# Oregon_campers New Ride!!!



## Oregon_Camper (Sep 13, 2004)

Guess you hang around here long enough you get the itch for what other people have. Well&#8230;I had that itch and I ended up scratching it with a brand new Ford F-350. Ford is hurting right now, so I think I finally got a great deal. 



· 2008 F-350 - Crew Cab - Short Bed

· White - Lariat Package

· Captain Chairs up front&#8230;with HUGE storage in armrest console

· Power Sun/Moon Roof

· 6.4L v-8 Diesel (Yup&#8230;I'm an oil burner now)
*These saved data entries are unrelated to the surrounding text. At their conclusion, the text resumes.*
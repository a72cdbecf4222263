//! # Runtime Configuration
//!
//! Handler settings plus the URLs the demo wiring installs and redirects to.

use std::env;

use anyhow::{Context, Result};
use credential_handler::HandlerConfig;
use url::Url;

/// Complete runtime configuration.
#[derive(Debug, Clone)]
pub struct RuntimeConfig {
    /// Core handler configuration.
    pub handler: HandlerConfig,
    /// URL registered as the credential handler.
    pub handler_url: Url,
    /// Origin allowed to deliver credential events.
    pub mediator_origin: String,
    /// Wallet window that `get` requests are redirected to.
    pub wallet_window_url: Url,
}

impl RuntimeConfig {
    /// Load from environment variables.
    ///
    /// # Environment Variables
    ///
    /// - `CH_HANDLER_URL` (default: https://wallet.example/credential-handler)
    /// - `CH_MEDIATOR_ORIGIN` (default: https://mediator.example)
    /// - `CH_WALLET_WINDOW_URL` (default: https://wallet.example/wallet-window)
    ///
    /// plus everything `HandlerConfig::from_env` reads.
    pub fn from_env() -> Result<Self> {
        let handler = HandlerConfig::from_env();
        handler.validate().context("invalid handler configuration")?;

        let handler_url = env::var("CH_HANDLER_URL")
            .unwrap_or_else(|_| "https://wallet.example/credential-handler".to_string());
        let wallet_window_url = env::var("CH_WALLET_WINDOW_URL")
            .unwrap_or_else(|_| "https://wallet.example/wallet-window".to_string());

        Ok(Self {
            handler,
            handler_url: Url::parse(&handler_url)
                .with_context(|| format!("CH_HANDLER_URL is not a URL: {handler_url}"))?,
            mediator_origin: env::var("CH_MEDIATOR_ORIGIN")
                .unwrap_or_else(|_| "https://mediator.example".to_string()),
            wallet_window_url: Url::parse(&wallet_window_url).with_context(|| {
                format!("CH_WALLET_WINDOW_URL is not a URL: {wallet_window_url}")
            })?,
        })
    }
}
//! Handler Activator
//!
//! Binds application hooks to platform event types, connects to the
//! platform and dispatches every received event to the response resolver.
//!
//! ## Lifecycle
//!
//! 1. `bind` validates arguments and builds the `CredentialHandler`
//!    (no platform interaction yet)
//! 2. `connect` on the event source starts delivery
//! 3. a dispatch task spawns one resolution task per event
//!
//! A failing event only fails its own reply; the dispatch task keeps running
//! until the platform closes the stream or the `ActiveHandler` shuts down.

use std::collections::HashMap;
use std::sync::Arc;

use tokio::sync::{mpsc, watch};
use tokio::task::JoinHandle;
use tracing::{debug, info, warn};

use crate::domain::{
    CredentialEventType, HandlerError, IncomingCredentialEvent, MediatorOrigin,
};
use crate::ports::hook::CredentialHook;
use crate::ports::outbound::CredentialEventSource;
use crate::service::resolution::ResponseResolver;

/// Event type to hook, fixed at activation.
pub type ListenerMap = HashMap<CredentialEventType, Arc<dyn CredentialHook>>;

/// Arguments to `activate`.
#[derive(Clone)]
pub struct ActivationOptions {
    /// Origin allowed to deliver events.
    pub mediator_origin: String,
    /// Hook for request events.
    pub get: Option<Arc<dyn CredentialHook>>,
    /// Hook for store events.
    pub store: Option<Arc<dyn CredentialHook>>,
}

impl ActivationOptions {
    /// Options with no hooks bound yet.
    pub fn new(mediator_origin: impl Into<String>) -> Self {
        Self {
            mediator_origin: mediator_origin.into(),
            get: None,
            store: None,
        }
    }

    /// Bind the `get` hook.
    pub fn with_get(mut self, hook: Arc<dyn CredentialHook>) -> Self {
        self.get = Some(hook);
        self
    }

    /// Bind the `store` hook.
    pub fn with_store(mut self, hook: Arc<dyn CredentialHook>) -> Self {
        self.store = Some(hook);
        self
    }
}

/// Platform-facing handler scoped to one mediator origin.
pub struct CredentialHandler {
    mediator_origin: MediatorOrigin,
    listeners: ListenerMap,
}

impl CredentialHandler {
    /// Create a handler with no listeners.
    pub fn new(mediator_origin: MediatorOrigin) -> Self {
        Self {
            mediator_origin,
            listeners: HashMap::new(),
        }
    }

    /// Bind `hook` to `event_type`.
    ///
    /// The first binding wins; returns `false` if one already existed.
    pub fn add_event_listener(
        &mut self,
        event_type: CredentialEventType,
        hook: Arc<dyn CredentialHook>,
    ) -> bool {
        if self.listeners.contains_key(&event_type) {
            return false;
        }
        debug!(listener = event_type.listener_name(), "[ch] Listener bound");
        self.listeners.insert(event_type, hook);
        true
    }

    /// Hook bound to `event_type`.
    pub fn listener(&self, event_type: CredentialEventType) -> Option<&Arc<dyn CredentialHook>> {
        self.listeners.get(&event_type)
    }

    /// Origin this handler accepts events from.
    pub fn mediator_origin(&self) -> &MediatorOrigin {
        &self.mediator_origin
    }
}

/// Running handler returned by `activate`.
///
/// Dropping it stops the dispatch loop; replies already in flight still
/// complete.
pub struct ActiveHandler {
    mediator_origin: MediatorOrigin,
    shutdown: watch::Sender<bool>,
    task: JoinHandle<()>,
}

impl ActiveHandler {
    /// Origin the handler is connected for.
    pub fn mediator_origin(&self) -> &MediatorOrigin {
        &self.mediator_origin
    }

    /// Whether the dispatch loop is still running.
    pub fn is_running(&self) -> bool {
        !self.task.is_finished()
    }

    /// Stop accepting events and wait for the dispatch loop to exit.
    pub async fn shutdown(self) {
        let _ = self.shutdown.send(true);
        if let Err(e) = self.task.await {
            warn!(error = %e, "[ch] Dispatch loop ended abnormally");
        }
    }
}

/// Activates credential handlers against an event source.
pub struct HandlerActivator {
    events: Arc<dyn CredentialEventSource>,
    resolver: Arc<ResponseResolver>,
}

impl HandlerActivator {
    /// Create an activator.
    pub fn new(events: Arc<dyn CredentialEventSource>, resolver: ResponseResolver) -> Self {
        Self {
            events,
            resolver: Arc::new(resolver),
        }
    }

    /// Validate `options` and bind hooks. Performs no platform interaction.
    pub fn bind(options: ActivationOptions) -> Result<CredentialHandler, HandlerError> {
        if options.get.is_none() && options.store.is_none() {
            return Err(HandlerError::InvalidArgument(
                "\"get\" or \"store\" function(s) must be specified.".to_string(),
            ));
        }

        let origin = MediatorOrigin::parse(&options.mediator_origin)?;
        let mut handler = CredentialHandler::new(origin);

        if let Some(get) = options.get {
            handler.add_event_listener(CredentialEventType::Request, get);
        }
        if let Some(store) = options.store {
            handler.add_event_listener(CredentialEventType::Store, store);
        }

        Ok(handler)
    }

    /// Bind hooks, connect to the platform and start dispatching.
    pub async fn activate(&self, options: ActivationOptions) -> Result<ActiveHandler, HandlerError> {
        let handler = Self::bind(options)?;
        let mediator_origin = handler.mediator_origin().clone();

        let events = self.events.connect(&mediator_origin).await?;
        info!(mediator_origin = %mediator_origin, "[ch] Credential handler connected");

        let (shutdown, shutdown_rx) = watch::channel(false);
        let task = tokio::spawn(dispatch_loop(
            Arc::new(handler),
            events,
            self.resolver.clone(),
            shutdown_rx,
        ));

        Ok(ActiveHandler {
            mediator_origin,
            shutdown,
            task,
        })
    }
}

async fn dispatch_loop(
    handler: Arc<CredentialHandler>,
    mut events: mpsc::Receiver<IncomingCredentialEvent>,
    resolver: Arc<ResponseResolver>,
    mut shutdown: watch::Receiver<bool>,
) {
    loop {
        tokio::select! {
            changed = shutdown.changed() => {
                if changed.is_err() || *shutdown.borrow() {
                    debug!(mediator_origin = %handler.mediator_origin(), "[ch] Dispatch loop stopping");
                    break;
                }
            }
            incoming = events.recv() => {
                let Some(incoming) = incoming else {
                    info!(mediator_origin = %handler.mediator_origin(), "[ch] Platform closed event stream");
                    break;
                };
                dispatch(&handler, incoming, resolver.clone());
            }
        }
    }
}

fn dispatch(
    handler: &CredentialHandler,
    incoming: IncomingCredentialEvent,
    resolver: Arc<ResponseResolver>,
) {
    let (event, responder, windows) = incoming.into_parts();
    let event_type = event.event_type;
    let hook = handler.listener(event_type).cloned();

    tokio::spawn(async move {
        let committed = responder
            .respond_with(async {
                match hook {
                    Some(hook) => resolver.resolve(hook.as_ref(), event, windows.as_ref()).await,
                    None => {
                        warn!(listener = event_type.listener_name(), "[ch] No listener bound");
                        Err(HandlerError::NoListener(event_type))
                    }
                }
            })
            .await;

        if !committed {
            debug!(event_type = %event_type, "[ch] Platform stopped waiting for reply");
        }
    });
}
· 5 Speed Auto Transmissions

· Supplemental Heater

· 3.55 Axel (same towing at 3.73, but done via "Job 3" build. Estimate 1.5 MPG increase)

· Navigation System

· Audiophile Stereo System

· Power Sliding Read Window

· Drivers Memory Package

· Dual Zone Electronic Automatic Temperature Control

· Heated Front Seats

· Step/Handle integrated into Tailgate

· Reverse Camera in Tailgate

· Reverse Vehicle Aid Sensors

· Adjustable Gas/Brake Pedals (DW is 5'1", so this was mandatory)

· Tow Command

· Powerscope Trailer Mirrors (anyone looking for a deal on a great set of McKesh Mirrors?)

· Stowable Bed Extender

· Spray in Bed Liner

Went to the storage lot yesterday and dialed in the Equalizer Hitch and the integrated brake controller. During the 3 miles I put on the rig while testing the hitch and brakes&#8230;it felt great. Can't wait to get this baby out on the highway/mountains and see what it can really do.
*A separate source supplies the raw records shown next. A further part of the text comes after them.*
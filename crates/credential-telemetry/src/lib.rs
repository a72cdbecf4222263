//! # Credential Telemetry
//!
//! Observability stack for the credential handler.
//!
//! ## Components
//!
//! - **Logs**: `tracing-subscriber` console output, pretty or JSON
//! - **Traces**: optional OpenTelemetry OTLP export
//! - **Metrics**: Prometheus counters for events, redirects and failures
//!
//! ## Usage
//!
//! ```rust,ignore
//! use credential_telemetry::{TelemetryConfig, init_telemetry};
//!
//! #[tokio::main]
//! async fn main() {
//!     let config = TelemetryConfig::from_env();
//!     let _guard = init_telemetry(config).await.expect("Failed to init telemetry");
//! }
//! ```
//!
//! ## Environment Variables
//!
//! | Variable | Default | Description |
//! |----------|---------|-------------|
//! | `OTEL_EXPORTER_OTLP_ENDPOINT` | `http://localhost:4317` | OTLP endpoint |
//! | `OTEL_SERVICE_NAME` | `credential-handler` | Service name in traces |
//! | `CH_OTLP_ENABLED` | `false` | Export spans over OTLP |
//! | `CH_LOG_LEVEL` | `info` | Log level filter |
//! | `CH_JSON_LOGS` | `false` | JSON log lines |

#![warn(missing_docs)]

mod config;
mod logging;
pub mod metrics;
mod tracing_setup;

pub use config::TelemetryConfig;
pub use logging::StructuredLogger;
pub use metrics::{
    encode_metrics, register_metrics, MetricsHandle, CREDENTIAL_EVENTS, EVENT_FAILURES,
    INLINE_REPLIES, REDIRECTS_COMPLETED, REDIRECTS_STARTED, REDIRECT_DURATION,
};
pub use tracing_setup::TracingGuard;

use thiserror::Error;

/// Telemetry initialization errors
#[derive(Error, Debug)]
pub enum TelemetryError {
    /// Subscriber or OTLP pipeline could not be installed.
    #[error("Failed to initialize tracing: {0}")]
    TracerInit(String),

    /// Prometheus registration or encoding failed.
    #[error("Failed to initialize Prometheus metrics: {0}")]
    MetricsInit(String),

    /// Configuration could not be applied.
    #[error("Invalid configuration: {0}")]
    Config(String),
}

/// Initialize logging, tracing and metrics.
///
/// Returns a guard that must be held for the lifetime of the application.
/// When dropped, it flushes pending spans.
pub async fn init_telemetry(config: TelemetryConfig) -> Result<TelemetryGuard, TelemetryError> {
    // Initialize metrics first (synchronous)
    let metrics_handle = register_metrics()?;

    let tracing_guard = tracing_setup::init_tracing(&config).await?;
    let logger = logging::init_logging(&config)?;

    Ok(TelemetryGuard {
        _tracing: tracing_guard,
        metrics: metrics_handle,
        logger,
    })
}

/// Guard that keeps telemetry active. Drop to flush and shutdown.
pub struct TelemetryGuard {
    _tracing: TracingGuard,
    metrics: MetricsHandle,
    logger: StructuredLogger,
}

impl TelemetryGuard {
    /// Metrics registry handle.
    pub fn metrics(&self) -> &MetricsHandle {
        &self.metrics
    }

    /// Logging format in use.
    pub fn logger(&self) -> &StructuredLogger {
        &self.logger
    }
}

impl Drop for TelemetryGuard {
    fn drop(&mut self) {
        tracing::info!("Shutting down telemetry...");
    }
}

/// Span carrying the handler component name.
///
/// # Example
///
/// ```rust,ignore
/// use credential_telemetry::component_span;
///
/// let _span = component_span!("activate", component = "runtime", origin = "https://mediator.example");
/// ```
#[macro_export]
macro_rules! component_span {
    ($name:expr, $($field:tt)*) => {
        tracing::info_span!($name, $($field)*)
    };
}

/// Convenience macro for recording a metric increment.
#[macro_export]
macro_rules! metric_inc {
    ($metric:expr) => {
        $metric.inc()
    };
    ($metric:expr, $labels:expr) => {
        $metric.with_label_values($labels).inc()
    };
}

/// Convenience macro for recording a metric with a value.
#[macro_export]
macro_rules! metric_observe {
    ($metric:expr, $value:expr) => {
        $metric.observe($value)
    };
    ($metric:expr, $labels:expr, $value:expr) => {
        $metric.with_label_values($labels).observe($value)
    };
}
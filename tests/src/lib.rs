//! # Credential Handler Test Suite
//!
//! Cross-component tests for the credential handler.
//!
//! ## Structure
//!
//! ```text
//! tests/src/
//! └── integration/
//!     ├── flows.rs        # install, activate, inline and redirect replies
//!     └── concurrency.rs  # overlapping redirects, failure isolation
//! ```
//!
//! ## Running Tests
//!
//! ```bash
//! cargo test -p credential-tests
//! cargo test -p credential-tests integration::concurrency::
//! ```

#![allow(unused_variables)]
#![allow(unused_imports)]
#![allow(dead_code)]

pub mod integration;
And now for the pictures. 
Click on the link below to go to my Google site....then click on the picture for the FULL size image.








http://tannerjim.googlepages.com/f-350


----------



## folsom_five (Jan 10, 2008)

Very nice Jim! I'm sure you will be very happy with your new beast.

--Greg


----------



## California Jim (Dec 11, 2003)

SAAAAAWEEEEEEET! Congrats!.

Jim


----------



## skippershe (May 22, 2006)

Congrats Jim!

Welcome to the world of diesel







What a beautiful towing machine!
Looks like you got all the bells and whistles...I love the rear step, way cool









Enjoy and Happy Towing,


----------



## Fletch (May 16, 2008)

VERY NICE truck Jim.







I m Sure your trips will be much more enjoyable. Im going to have to get my wife more on this site so she gets the same itch and maybe I can upgrade my truck. HA HA.
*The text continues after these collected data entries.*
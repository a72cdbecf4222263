//! # Credential Handler Service
//!
//! Application service wiring the installer, the activator and the
//! redirect path behind `CredentialHandlerApi`.

pub mod activator;
pub mod event_proxy;
pub mod installer;
pub mod redirect;
pub mod resolution;


pub use activator::{ActivationOptions, ActiveHandler, CredentialHandler, HandlerActivator, ListenerMap};
pub use event_proxy::{
    receive_credential_event, receive_credential_event_with, CredentialEventProxy,
    ProxiedCredentialEvent,
};
pub use installer::HandlerInstaller;
pub use redirect::RedirectRouter;
pub use resolution::ResponseResolver;

use std::sync::Arc;

use async_trait::async_trait;
use url::Url;

use crate::config::HandlerConfig;
use crate::domain::{HandlerError, Registration};
use crate::metrics::{MetricsRecorder, NoOpMetrics};
use crate::ports::inbound::CredentialHandlerApi;
use crate::ports::outbound::{
    CredentialEventSource, HandlerRegistry, PermissionGate, WindowConnector,
};

/// Platform collaborators the service is built from.
pub struct ServiceDependencies {
    /// Credential-hint permission prompt.
    pub permissions: Arc<dyn PermissionGate>,
    /// Handler URL registry.
    pub registry: Arc<dyn HandlerRegistry>,
    /// Platform event delivery.
    pub events: Arc<dyn CredentialEventSource>,
    /// Remote-call channels into redirect windows.
    pub connector: Arc<dyn WindowConnector>,
    /// Metrics sink.
    pub metrics: Arc<dyn MetricsRecorder>,
}

impl ServiceDependencies {
    /// Dependencies with metrics disabled.
    pub fn new(
        permissions: Arc<dyn PermissionGate>,
        registry: Arc<dyn HandlerRegistry>,
        events: Arc<dyn CredentialEventSource>,
        connector: Arc<dyn WindowConnector>,
    ) -> Self {
        Self {
            permissions,
            registry,
            events,
            connector,
            metrics: Arc::new(NoOpMetrics),
        }
    }

    /// Report through `metrics`.
    pub fn with_metrics(mut self, metrics: Arc<dyn MetricsRecorder>) -> Self {
        self.metrics = metrics;
        self
    }
}

/// Credential handler service.
pub struct CredentialHandlerService {
    installer: HandlerInstaller,
    activator: HandlerActivator,
}

impl CredentialHandlerService {
    /// Build the service from its collaborators.
    pub fn new(deps: ServiceDependencies, config: &HandlerConfig) -> Self {
        let router = RedirectRouter::new(deps.connector, config, deps.metrics.clone());
        let resolver = ResponseResolver::new(router, deps.metrics);

        Self {
            installer: HandlerInstaller::new(deps.permissions, deps.registry),
            activator: HandlerActivator::new(deps.events, resolver),
        }
    }
}

#[async_trait]
impl CredentialHandlerApi for CredentialHandlerService {
    async fn install_handler(&self, url: &Url) -> Result<Registration, HandlerError> {
        self.installer.install_handler(url).await
    }

    async fn uninstall_handler(&self, url: &Url) -> Result<(), HandlerError> {
        self.installer.uninstall_handler(url).await
    }

    async fn get_handler_registration(&self, url: &Url) -> Option<Registration> {
        self.installer.get_handler_registration(url).await
    }

    async fn activate_handler(
        &self,
        options: ActivationOptions,
    ) -> Result<ActiveHandler, HandlerError> {
        self.activator.activate(options).await
    }
}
Congratulations on the new truck.
Fletch


----------



## Nathan (Jan 2, 2007)

About time you scratched that itch!!!

Welcome to the club! There is nothing like hauling the trailer up a 6% grade and knowing that you have plenty of exta power, just in case...









So how long before the entire PNW is 350's?


----------



## camping479 (Aug 27, 2003)

That's a beauty!! Enjoy!

Mike


----------



## 'Ohana (May 20, 2007)

Woo-Hoo Nice ride Jim and welcome







to the Power Stroke Nation

As Nathan said, just wait until you're hauling freight up the loooong grade









Best of luck with it









Ed


----------



## mswalt (Sep 14, 2004)

Nice!!!!!

Congrats.

Mark


----------



## bradnjess (Mar 25, 2007)

Very nice truck!







Congrats. You won't regret it.

Brad


----------



## Airboss (Jul 14, 2007)

That's one great looking truck! Congrats!!


----------



## MaeJae (May 12, 2005)




----------



## Sayonara (Jul 23, 2007)

Congrats !! Sounds just like mine but white!! You will love it! on our last couple trips ive been averaging 10.5 mpg towing the 32BHDS. not too bad with only 8,000 miles on it.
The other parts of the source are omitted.